Bachja Ibn P'kudah:
Eine Torah des Herzens
BACHJA ibn PAKUDA, ERBAUUNGSSCHRIFTSTELLER, 11. Jh., Spanien
..."Es ist mir indes zur sicheren Überzeugung geworden, daß die
mit dem Körper zu übenden Pflichten nur dann völlig erfüllt werden,
wenn Herz und Seele in ihrer Erfüllung mit übereinstimmen und das Herz
geradezu danach drängt"...
(Aus der Einleitung zum "Buch der Herzensverpflichtungen" Sefer Chowot
haLwawoth)
Bachja ben Josef ibn Pakuda gilt als einer der beliebtesten jüdischen
Autoren des Mittelalters. Daher ist es um so überraschender, dass man nur
wenig über sein Leben weiß. Mit großer Wahrscheinlichkeit war er ein
Zeitgenosse Salomo ibn Gawirols und
arbeitete als Dajan - Richter in einem Rabbinatsgericht - in Saragossa. In
dieser kulturell lebhaften Stadt unter maurischer Herrschaft schrieb er sein
einflussreiches Werk "Buch der Herzensverpflichtungen" Sefer Chowot
haLwawoth, die erste systematische Darstellung der jüdischen Ethik und
der geistigen Erbauung.
Als Dajan wird Pakuda seine Tage damit verbracht haben, über die
Einzelheiten des jüdischen Ritualgesetzes nachzudenken. Außerhalb dieser
Rolle jedoch war er bestrebt, das Judentum auf seine Spiritualität zu
konzentrieren. Spiritualität sollte Pakuda zufolge das religiöse Leben
prägen. Wie viele Propheten vor ihm wollte er korrigieren, was er für eine
Überbetonung des Rituellen hielt, eine Tendenz, die sich zur Zeit Pakudas zu
einer pedantischen und alles bestimmenden Herrschaft des talmudischen
Gesetzes und seiner Interpretation ausgeprägt hatte. Indem Pakuda dem Täter
einen höheren Rang einräumte als der bloßen Tat, versuchte er, die Balance
wiederherzustellen und die Aufmerksamkeit auf das Innere zu richten, weg von
den Äußerlichkeiten der religiösen Observanz.

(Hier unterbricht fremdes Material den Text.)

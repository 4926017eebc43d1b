//! Defines all store paths used by the protocol.
//!
//! Every piece of state a counterparty may be asked to prove lives under a
//! deterministic byte-string path, namespaced per subsystem. The `Display`
//! impls below are the canonical encoding of that path-space.

use derive_more::{Display, From};

use crate::core::channel::packet::Sequence;
use crate::core::host::identifier::{ChannelId, ClientId, ConnectionId, PortId};
use crate::prelude::*;
use crate::Height;

pub const CLIENT_PREFIX: &str = "clients";
pub const CLIENT_STATE_LEAF: &str = "clientState";
pub const CONSENSUS_STATE_PREFIX: &str = "consensusStates";
pub const CONNECTION_PREFIX: &str = "connections";
pub const CHANNEL_PREFIX: &str = "channels";
pub const NEXT_SEQ_SEND_PREFIX: &str = "nextSequenceSend";
pub const NEXT_SEQ_RECV_PREFIX: &str = "nextSequenceRecv";
pub const NEXT_SEQ_ACK_PREFIX: &str = "nextSequenceAck";
pub const PACKET_COMMITMENT_PREFIX: &str = "commitments";
pub const PACKET_ACK_PREFIX: &str = "acks";
pub const PACKET_RECEIPT_PREFIX: &str = "receipts";

/// The `Path` enum abstracts out the different sub-paths.
#[derive(Clone, Debug, PartialEq, Eq, PartialOrd, Ord, Hash, From, Display)]
pub enum Path {
    ClientState(ClientStatePath),
    ClientConsensusState(ClientConsensusStatePath),
    Connection(ConnectionPath),
    ChannelEnd(ChannelEndPath),
    SeqSend(SeqSendPath),
    SeqRecv(SeqRecvPath),
    SeqAck(SeqAckPath),
    Commitment(CommitmentPath),
    Ack(AckPath),
    Receipt(ReceiptPath),
}

impl Path {
    /// The canonical byte encoding of this path, used as the key into the
    /// host's commitment store.
    pub fn into_bytes(self) -> Vec<u8> {
        self.to_string().into_bytes()
    }
}

/// Path under which the client state of a given client is stored:
/// "clients/{client_id}/clientState".
#[derive(Clone, Debug, PartialEq, Eq, PartialOrd, Ord, Hash, Display, From)]
#[display(fmt = "clients/{}/clientState", _0)]
pub struct ClientStatePath(pub ClientId);

impl ClientStatePath {
    pub fn new(client_id: &ClientId) -> Self {
        Self(client_id.clone())
    }
}

/// Path under which a verified consensus state of a given client is stored:
/// "clients/{client_id}/consensusStates/{height}".
#[derive(Clone, Debug, PartialEq, Eq, PartialOrd, Ord, Hash, Display)]
#[display(fmt = "clients/{}/consensusStates/{}", client_id, height)]
pub struct ClientConsensusStatePath {
    pub client_id: ClientId,
    pub height: Height,
}

impl ClientConsensusStatePath {
    pub fn new(client_id: &ClientId, height: Height) -> Self {
        Self {
            client_id: client_id.clone(),
            height,
        }
    }
}

/// "connections/{connection_id}"
#[derive(Clone, Debug, PartialEq, Eq, PartialOrd, Ord, Hash, Display, From)]
#[display(fmt = "connections/{}", _0)]
pub struct ConnectionPath(pub ConnectionId);

impl ConnectionPath {
    pub fn new(connection_id: &ConnectionId) -> Self {
        Self(connection_id.clone())
    }
}

/// "channels/{port_id}/{channel_id}"
#[derive(Clone, Debug, PartialEq, Eq, PartialOrd, Ord, Hash, Display)]
#[display(fmt = "channels/{}/{}", port_id, channel_id)]
pub struct ChannelEndPath {
    pub port_id: PortId,
    pub channel_id: ChannelId,
}

impl ChannelEndPath {
    pub fn new(port_id: &PortId, channel_id: &ChannelId) -> Self {
        Self {
            port_id: port_id.clone(),
            channel_id: channel_id.clone(),
        }
    }
}

/// "nextSequenceSend/{port_id}/{channel_id}"
#[derive(Clone, Debug, PartialEq, Eq, PartialOrd, Ord, Hash, Display)]
#[display(fmt = "nextSequenceSend/{}/{}", port_id, channel_id)]
pub struct SeqSendPath {
    pub port_id: PortId,
    pub channel_id: ChannelId,
}

impl SeqSendPath {
    pub fn new(port_id: &PortId, channel_id: &ChannelId) -> Self {
        Self {
            port_id: port_id.clone(),
            channel_id: channel_id.clone(),
        }
    }
}

/// "nextSequenceRecv/{port_id}/{channel_id}"
#[derive(Clone, Debug, PartialEq, Eq, PartialOrd, Ord, Hash, Display)]
#[display(fmt = "nextSequenceRecv/{}/{}", port_id, channel_id)]
pub struct SeqRecvPath {
    pub port_id: PortId,
    pub channel_id: ChannelId,
}

impl SeqRecvPath {
    pub fn new(port_id: &PortId, channel_id: &ChannelId) -> Self {
        Self {
            port_id: port_id.clone(),
            channel_id: channel_id.clone(),
        }
    }
}

/// "nextSequenceAck/{port_id}/{channel_id}"
#[derive(Clone, Debug, PartialEq, Eq, PartialOrd, Ord, Hash, Display)]
#[display(fmt = "nextSequenceAck/{}/{}", port_id, channel_id)]
pub struct SeqAckPath {
    pub port_id: PortId,
    pub channel_id: ChannelId,
}

impl SeqAckPath {
    pub fn new(port_id: &PortId, channel_id: &ChannelId) -> Self {
        Self {
            port_id: port_id.clone(),
            channel_id: channel_id.clone(),
        }
    }
}

/// "commitments/{port_id}/{channel_id}/{sequence}"
#[derive(Clone, Debug, PartialEq, Eq, PartialOrd, Ord, Hash, Display)]
#[display(fmt = "commitments/{}/{}/{}", port_id, channel_id, sequence)]
pub struct CommitmentPath {
    pub port_id: PortId,
    pub channel_id: ChannelId,
    pub sequence: Sequence,
}

impl CommitmentPath {
    pub fn new(port_id: &PortId, channel_id: &ChannelId, sequence: Sequence) -> Self {
        Self {
            port_id: port_id.clone(),
            channel_id: channel_id.clone(),
            sequence,
        }
    }
}

/// "acks/{port_id}/{channel_id}/{sequence}"
#[derive(Clone, Debug, PartialEq, Eq, PartialOrd, Ord, Hash, Display)]
#[display(fmt = "acks/{}/{}/{}", port_id, channel_id, sequence)]
pub struct AckPath {
    pub port_id: PortId,
    pub channel_id: ChannelId,
    pub sequence: Sequence,
}

impl AckPath {
    pub fn new(port_id: &PortId, channel_id: &ChannelId, sequence: Sequence) -> Self {
        Self {
            port_id: port_id.clone(),
            channel_id: channel_id.clone(),
            sequence,
        }
    }
}

/// "receipts/{port_id}/{channel_id}/{sequence}"
#[derive(Clone, Debug, PartialEq, Eq, PartialOrd, Ord, Hash, Display)]
#[display(fmt = "receipts/{}/{}/{}", port_id, channel_id, sequence)]
pub struct ReceiptPath {
    pub port_id: PortId,
    pub channel_id: ChannelId,
    pub sequence: Sequence,
}

impl ReceiptPath {
    pub fn new(port_id: &PortId, channel_id: &ChannelId, sequence: Sequence) -> Self {
        Self {
            port_id: port_id.clone(),
            channel_id: channel_id.clone(),
            sequence,
        }
    }
}

#[cfg(test)]
mod tests {
    use core::str::FromStr;

    use super::*;

    #[test]
    fn path_display_matches_key_space() {
        let port_id = PortId::from_str("testportid").expect("valid identifier");
        let channel_id = ChannelId::from_str("testchannel").expect("valid identifier");
        let client_id = ClientId::from_str("07-tendermint-0").expect("valid identifier");
        let conn_id = ConnectionId::from_str("connectionone").expect("valid identifier");

        assert_eq!(
            ClientStatePath::new(&client_id).to_string(),
            "clients/07-tendermint-0/clientState"
        );
        assert_eq!(
            ClientConsensusStatePath::new(&client_id, Height::new(5).expect("non-zero"))
                .to_string(),
            "clients/07-tendermint-0/consensusStates/5"
        );
        assert_eq!(
            ConnectionPath::new(&conn_id).to_string(),
            "connections/connectionone"
        );
        assert_eq!(
            ChannelEndPath::new(&port_id, &channel_id).to_string(),
            "channels/testportid/testchannel"
        );
        assert_eq!(
            CommitmentPath::new(&port_id, &channel_id, 7.into()).to_string(),
            "commitments/testportid/testchannel/7"
        );
        assert_eq!(
            AckPath::new(&port_id, &channel_id, 7.into()).to_string(),
            "acks/testportid/testchannel/7"
        );
        assert_eq!(
            ReceiptPath::new(&port_id, &channel_id, 7.into()).to_string(),
            "receipts/testportid/testchannel/7"
        );
        assert_eq!(
            SeqSendPath::new(&port_id, &channel_id).to_string(),
            "nextSequenceSend/testportid/testchannel"
        );
    }
}
use crate::core::host::identifier::{ChannelId, PortId};
use crate::Signer;

/// Closes a channel locally, immediately and without proof. Only reachable
/// through the port owner, which the entrypoint enforces via the router.
#[derive(Clone, Debug, PartialEq, Eq)]
pub struct MsgChannelCloseInit {
    pub port_id_on_a: PortId,
    pub chan_id_on_a: ChannelId,
    pub signer: Signer,
}
//! Foundational error types applicable across subsystems.

use crate::prelude::*;
use displaydoc::Display;

/// Errors that arise when parsing identifiers.
#[derive(Debug, Display, Clone, PartialEq, Eq)]
pub enum IdentifierError {
    /// identifier `{id}` has invalid length; must be between `{min}` and `{max}` characters
    InvalidLength { id: String, min: u64, max: u64 },
    /// identifier `{id}` can only contain alphanumeric characters or `.`, `_`, `+`, `-`, `#`, `[`, `]`, `<`, `>`
    InvalidCharacter { id: String },
}

/// Errors that originate from the host surface itself.
#[derive(Debug, Display)]
pub enum HostError {
    /// message signer cannot be empty
    EmptySigner,
    /// invalid data: `{description}`
    InvalidData { description: String },
    /// missing data: `{description}`
    MissingData { description: String },
    /// failed to parse data: `{description}`
    FailedToParseData { description: String },
}

#[cfg(feature = "std")]
impl std::error::Error for IdentifierError {}

#[cfg(feature = "std")]
impl std::error::Error for HostError {}
use sha2::{Digest, Sha256};

use crate::core::commitment::CommitmentRoot;
use crate::prelude::*;
use crate::Height;

/// A validator's public identity. The concrete key scheme belongs to the
/// host's consensus engine; the light client only needs equality and
/// hashing over it.
pub type ValidatorKey = [u8; 32];

const VALIDATOR_SET_DOMAIN: u8 = 0x56;
const COMMIT_DOMAIN: &[u8] = b"commit";

/// One validator's commitment to a header.
///
/// The signature is the deterministic commit digest for (validator, height,
/// root). Hosts with a real signature scheme verify signatures before
/// handing headers to this client and fill this field with the same digest;
/// the client checks set membership, distinctness and the digest itself.
#[derive(Clone, Debug, PartialEq, Eq, serde::Serialize, serde::Deserialize)]
pub struct CommitSignature {
    pub validator: ValidatorKey,
    pub signature: [u8; 32],
}

/// The externally submitted update material: the claimed new state root at
/// a height, the validator set entitled to commit it, and their signatures.
#[derive(Clone, Debug, PartialEq, Eq, serde::Serialize, serde::Deserialize)]
pub struct QuorumHeader {
    pub height: Height,
    pub root: CommitmentRoot,
    pub validators: Vec<ValidatorKey>,
    pub next_validators_hash: [u8; 32],
    pub signatures: Vec<CommitSignature>,
}

impl QuorumHeader {
    pub fn validators_hash(&self) -> [u8; 32] {
        hash_validator_set(&self.validators)
    }
}

/// Hashes a validator set, binding its size and order.
pub fn hash_validator_set(validators: &[ValidatorKey]) -> [u8; 32] {
    let mut input = Vec::with_capacity(1 + 8 + validators.len() * 32);
    input.push(VALIDATOR_SET_DOMAIN);
    input.extend_from_slice(&(validators.len() as u64).to_be_bytes());
    for validator in validators {
        input.extend_from_slice(validator);
    }
    Sha256::digest(&input).into()
}

/// The digest a validator commits to for a given header.
pub fn commit_digest(validator: &ValidatorKey, height: Height, root: &CommitmentRoot) -> [u8; 32] {
    let mut input = Vec::with_capacity(COMMIT_DOMAIN.len() + 32 + 8 + root.as_bytes().len());
    input.extend_from_slice(COMMIT_DOMAIN);
    input.extend_from_slice(validator);
    input.extend_from_slice(&height.value().to_be_bytes());
    input.extend_from_slice(root.as_bytes());
    Sha256::digest(&input).into()
}
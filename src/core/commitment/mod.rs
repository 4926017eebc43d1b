//! The commitment proof verifier: commitment roots, store prefixes, and
//! Merkle membership / non-membership proofs. Everything here is a pure
//! function of its inputs; no subsystem state is read or written.

pub mod commitment;
pub mod error;
pub mod merkle;

pub use commitment::{apply_prefix, CommitmentPrefix, CommitmentRoot};
pub use error::CommitmentError;
pub use merkle::{
    verify_membership, verify_non_membership, CommitmentProof, ExistenceProof, MerkleTree,
    NonExistenceProof,
};
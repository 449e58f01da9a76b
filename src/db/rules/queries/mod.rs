//! Database query methods for access rules.

pub mod autoban_path;
pub mod banned;
pub mod generic;
pub mod whitelist;

use super::models::{AutoBanPathRule, BanRecord, NewBan, RuleKind, WhitelistEntry};
use crate::db::DbError;
use sqlx::SqlitePool;

/// Generates repository wrapper methods that forward to module-level query functions.
macro_rules! rule_repository_methods {
    (
        $(
            $(#[$meta:meta])*
            fn $method_name:ident($($arg:ident: $arg_ty:ty),*) -> $ret_ty:ty
                => $module:ident::$fn_name:ident;
        )*
    ) => {
        $(
            $(#[$meta])*
            pub async fn $method_name(&self, $($arg: $arg_ty),*) -> $ret_ty {
                $module::$fn_name(self.pool, $($arg),*).await
            }
        )*
    };
}

/// Repository for access rule operations.
pub struct RuleRepository<'a> {
    pool: &'a SqlitePool,
}

impl<'a> RuleRepository<'a> {
    /// Create a new rule repository.
    pub fn new(pool: &'a SqlitePool) -> Self {
        Self { pool }
    }

    rule_repository_methods! {
        // ========== Shared operations ==========

        /// Load every pattern of one category, oldest first.
        fn load_patterns(kind: RuleKind) -> Result<Vec<String>, DbError>
            => generic::load_patterns;

        /// Remove a rule by id.
        fn remove_rule(kind: RuleKind, id: i64) -> Result<bool, DbError>
            => generic::remove_rule;

        /// Count the rules in one category.
        fn count_rules(kind: RuleKind) -> Result<i64, DbError>
            => generic::count_rules;

        // ========== Ban operations ==========

        /// Insert a ban, failing with `Duplicate` if the pattern exists.
        fn add_ban(ban: &NewBan<'_>) -> Result<BanRecord, DbError>
            => banned::add_ban;

        /// Insert a ban unless the pattern already exists.
        fn add_ban_if_absent(ban: &NewBan<'_>) -> Result<bool, DbError>
            => banned::add_ban_if_absent;

        /// List all bans.
        fn list_bans() -> Result<Vec<BanRecord>, DbError>
            => banned::list_bans;

        /// Look up a ban by exact pattern.
        fn find_ban(pattern: &str) -> Result<Option<BanRecord>, DbError>
            => banned::find_ban;

        // ========== Whitelist operations ==========

        /// Add a whitelist entry.
        fn add_whitelist(pattern: &str, notes: &str, created_by: i64) -> Result<WhitelistEntry, DbError>
            => whitelist::add_whitelist;

        /// List all whitelist entries.
        fn list_whitelist() -> Result<Vec<WhitelistEntry>, DbError>
            => whitelist::list_whitelist;

        // ========== Auto-ban path operations ==========

        /// Add an auto-ban path rule.
        fn add_autoban_path(pattern: &str, notes: &str, created_by: i64) -> Result<AutoBanPathRule, DbError>
            => autoban_path::add_autoban_path;

        /// List all auto-ban path rules.
        fn list_autoban_paths() -> Result<Vec<AutoBanPathRule>, DbError>
            => autoban_path::list_autoban_paths;
    }
}
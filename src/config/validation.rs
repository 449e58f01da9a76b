//! Configuration validation.
//!
//! Validates configuration at startup to catch common errors early.

use super::Config;
use crate::db::MEMORY_PATH;
use std::net::SocketAddr;
use std::path::Path;
use thiserror::Error;

/// Validation errors for configuration.
#[derive(Debug, Error)]
pub enum ValidationError {
    #[error("server.listen is not a socket address: {0}")]
    InvalidListenAddress(String),
    #[error("database.path is required")]
    MissingDatabasePath,
    #[error("database.path parent directory does not exist: {0}")]
    DatabasePathInvalid(String),
    #[error("session.cookie_name is required")]
    MissingCookieName,
    #[error("messages.forbidden is required")]
    MissingForbiddenMessage,
}

/// Validate a configuration, returning all errors found.
pub fn validate(config: &Config) -> Result<(), Vec<ValidationError>> {
    let mut errors = Vec::new();

    if config.server.listen.parse::<SocketAddr>().is_err() {
        errors.push(ValidationError::InvalidListenAddress(config.server.listen.clone()));
    }

    let db_path = &config.database.path;
    if db_path.is_empty() {
        errors.push(ValidationError::MissingDatabasePath);
    } else if db_path != MEMORY_PATH
        && let Some(parent) = Path::new(db_path).parent()
        && !parent.as_os_str().is_empty()
        && !parent.exists()
    {
        errors.push(ValidationError::DatabasePathInvalid(db_path.clone()));
    }

    if config.session.cookie_name.trim().is_empty() {
        errors.push(ValidationError::MissingCookieName);
    }

    if config.messages.forbidden.trim().is_empty() {
        errors.push(ValidationError::MissingForbiddenMessage);
    }

    if errors.is_empty() {
        Ok(())
    } else {
        Err(errors)
    }
}

#[cfg(test)]
mod tests {
    use super::*;

    #[test]
    fn test_defaults_pass() {
        assert!(validate(&Config::default()).is_ok());
    }

    #[test]
    fn test_all_errors_reported() {
        let toml = r#"
[server]
listen = "not-an-address"

[database]
path = "/nonexistent/dir/sentinel.db"

[session]
cookie_name = " "

[messages]
forbidden = ""
"#;
        let config: Config = toml::from_str(toml).unwrap();
        let errors = validate(&config).unwrap_err();

        assert_eq!(errors.len(), 4);
        assert!(errors.iter().any(|e| matches!(e, ValidationError::InvalidListenAddress(_))));
        assert!(errors.iter().any(|e| matches!(e, ValidationError::DatabasePathInvalid(_))));
        assert!(errors.iter().any(|e| matches!(e, ValidationError::MissingCookieName)));
        assert!(errors.iter().any(|e| matches!(e, ValidationError::MissingForbiddenMessage)));
    }

    #[test]
    fn test_memory_database_is_valid() {
        let config: Config = toml::from_str("[database]\npath = \":memory:\"\n").unwrap();
        assert!(validate(&config).is_ok());
    }
}
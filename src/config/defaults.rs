//! Default value functions for configuration.

/// Returns `true` (for serde defaults).
pub fn default_true() -> bool {
    true
}

pub fn default_listen() -> String {
    "0.0.0.0:8080".to_string()
}

pub fn default_database_path() -> String {
    "sentinel.db".to_string()
}

pub fn default_cookie_name() -> String {
    "session_token".to_string()
}

pub fn default_forbidden_message() -> String {
    "Access denied.".to_string()
}
//! Error types for the rule administration boundary.
//!
//! Storage and pattern errors live beside their modules ([`DbError`],
//! [`PatternError`]); this module maps them to what an admin caller sees.

use crate::db::DbError;
use crate::security::PatternError;
use thiserror::Error;

/// Errors returned by [`crate::admin::RuleAdmin`].
#[derive(Debug, Error)]
pub enum AdminError {
    #[error("invalid pattern: {0}")]
    InvalidPattern(#[from] PatternError),

    #[error("pattern already exists: {0}")]
    AlreadyExists(String),

    /// The ban pattern matches the acting admin's own address.
    #[error("refusing to ban {0}: it matches your own IP")]
    SelfBan(String),

    #[error("no rule with id {0}")]
    NotFound(i64),

    #[error(transparent)]
    Db(DbError),
}

impl From<DbError> for AdminError {
    fn from(err: DbError) -> Self {
        match err {
            DbError::Duplicate(pattern) => AdminError::AlreadyExists(pattern),
            other => AdminError::Db(other),
        }
    }
}

impl AdminError {
    /// Get a static error code string for logging and API responses.
    pub fn error_code(&self) -> &'static str {
        match self {
            Self::InvalidPattern(_) => "invalid_pattern",
            Self::AlreadyExists(_) => "already_exists",
            Self::SelfBan(_) => "self_ban",
            Self::NotFound(_) => "not_found",
            Self::Db(_) => "database_error",
        }
    }
}

#[cfg(test)]
mod tests {
    use super::*;

    #[test]
    fn test_duplicate_maps_to_already_exists() {
        let err: AdminError = DbError::Duplicate("10.0.0.*".into()).into();
        assert!(matches!(err, AdminError::AlreadyExists(ref p) if p == "10.0.0.*"));
        assert_eq!(err.error_code(), "already_exists");
    }

    #[test]
    fn test_error_codes() {
        assert_eq!(AdminError::from(PatternError::Empty).error_code(), "invalid_pattern");
        assert_eq!(AdminError::SelfBan("1.2.3.*".into()).error_code(), "self_ban");
        assert_eq!(AdminError::NotFound(4).error_code(), "not_found");
    }
}
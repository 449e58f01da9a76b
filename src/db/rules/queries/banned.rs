//! Banned IP operations.

use super::super::models::{BanRecord, NewBan};
use crate::db::{DbError, map_unique_violation};
use sqlx::SqlitePool;

type BanRow = (i64, String, String, String, Option<String>, i64, i64);

fn from_row(
    (id, pattern, notes, triggering_url, country_code, created_at, created_by): BanRow,
) -> BanRecord {
    BanRecord {
        id,
        pattern,
        notes,
        triggering_url,
        country_code,
        created_at,
        created_by,
    }
}

/// Insert a ban. A pattern that is already banned yields [`DbError::Duplicate`].
pub async fn add_ban(pool: &SqlitePool, ban: &NewBan<'_>) -> Result<BanRecord, DbError> {
    let now = chrono::Utc::now().timestamp();

    let row = sqlx::query_as::<_, BanRow>(
        r#"
        INSERT INTO banned_ips (pattern, notes, triggering_url, country_code, created_at, created_by)
        VALUES (?, ?, ?, ?, ?, ?)
        RETURNING id, pattern, notes, triggering_url, country_code, created_at, created_by
        "#,
    )
    .bind(ban.pattern)
    .bind(ban.notes)
    .bind(ban.triggering_url)
    .bind(ban.country_code)
    .bind(now)
    .bind(ban.created_by)
    .fetch_one(pool)
    .await
    .map_err(|e| map_unique_violation(e, ban.pattern))?;

    Ok(from_row(row))
}

/// Insert a ban unless the pattern is already banned.
///
/// Returns `true` when a row was written. Concurrent callers racing on the
/// same pattern get exactly one `true`.
pub async fn add_ban_if_absent(pool: &SqlitePool, ban: &NewBan<'_>) -> Result<bool, DbError> {
    let now = chrono::Utc::now().timestamp();

    let result = sqlx::query(
        r#"
        INSERT OR IGNORE INTO banned_ips (pattern, notes, triggering_url, country_code, created_at, created_by)
        VALUES (?, ?, ?, ?, ?, ?)
        "#,
    )
    .bind(ban.pattern)
    .bind(ban.notes)
    .bind(ban.triggering_url)
    .bind(ban.country_code)
    .bind(now)
    .bind(ban.created_by)
    .execute(pool)
    .await?;

    Ok(result.rows_affected() > 0)
}

/// List all bans, oldest first.
pub async fn list_bans(pool: &SqlitePool) -> Result<Vec<BanRecord>, DbError> {
    let rows = sqlx::query_as::<_, BanRow>(
        r#"
        SELECT id, pattern, notes, triggering_url, country_code, created_at, created_by
        FROM banned_ips
        ORDER BY id
        "#,
    )
    .fetch_all(pool)
    .await?;

    Ok(rows.into_iter().map(from_row).collect())
}

/// Look up a ban by its exact pattern.
pub async fn find_ban(pool: &SqlitePool, pattern: &str) -> Result<Option<BanRecord>, DbError> {
    let row = sqlx::query_as::<_, BanRow>(
        r#"
        SELECT id, pattern, notes, triggering_url, country_code, created_at, created_by
        FROM banned_ips
        WHERE pattern = ?
        "#,
    )
    .bind(pattern)
    .fetch_optional(pool)
    .await?;

    Ok(row.map(from_row))
}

Pakudas Werk »Herzensverpflichtungen«, das er um 1080 in Arabisch
verfasste, unterteilt die Verpflichtungen, die jeder religiöse Mensch hat,
in »Pflichten der Körperteile« - das heißt alle Handlungen, die den Körper
betreffen - und »Pflichten des Herzens«, das heißt alles, was das innere
Leben, die Einstellung oder Motivation eines Menschen einschließt. Die
»Pflichten der Körperteile« umfassen verschiedene rituelle und ethische
Observanzen, die von der Tora geboten sind; die Pflichten des Herzens, die
Pakuda in zehn Kapiteln beschreibt, bestehen aus Glaubensansichten wie
Zuversicht, Liebe und Ehrfurcht, jene Eigenschaften, die Pakuda zufolge den
Zustand der Seele eines Menschen kennzeichnen, die aber von anderen
jüdischen Gelehrten stark vernachlässigt wurden.
Pakuda trat für eine Religion ein, die eine mechanische Erfüllung der
Gebote übersteigt. Vor allem wollte er zeigen, dass die jüdische Religion
eine Tora des Herzens ist. Während mittelalterliche Philosophen wie
Maimonides nach äußeren Beweisen für Gottes Existenz suchten, bot Pakuda den
Menschen die Mittel, durch spirituelle Disziplin und ein spirituelles
Bewusstsein zu wachsen. Seine »Herzensverpflichtungen« wurden die
beliebteste ethische Schrift des Judentums.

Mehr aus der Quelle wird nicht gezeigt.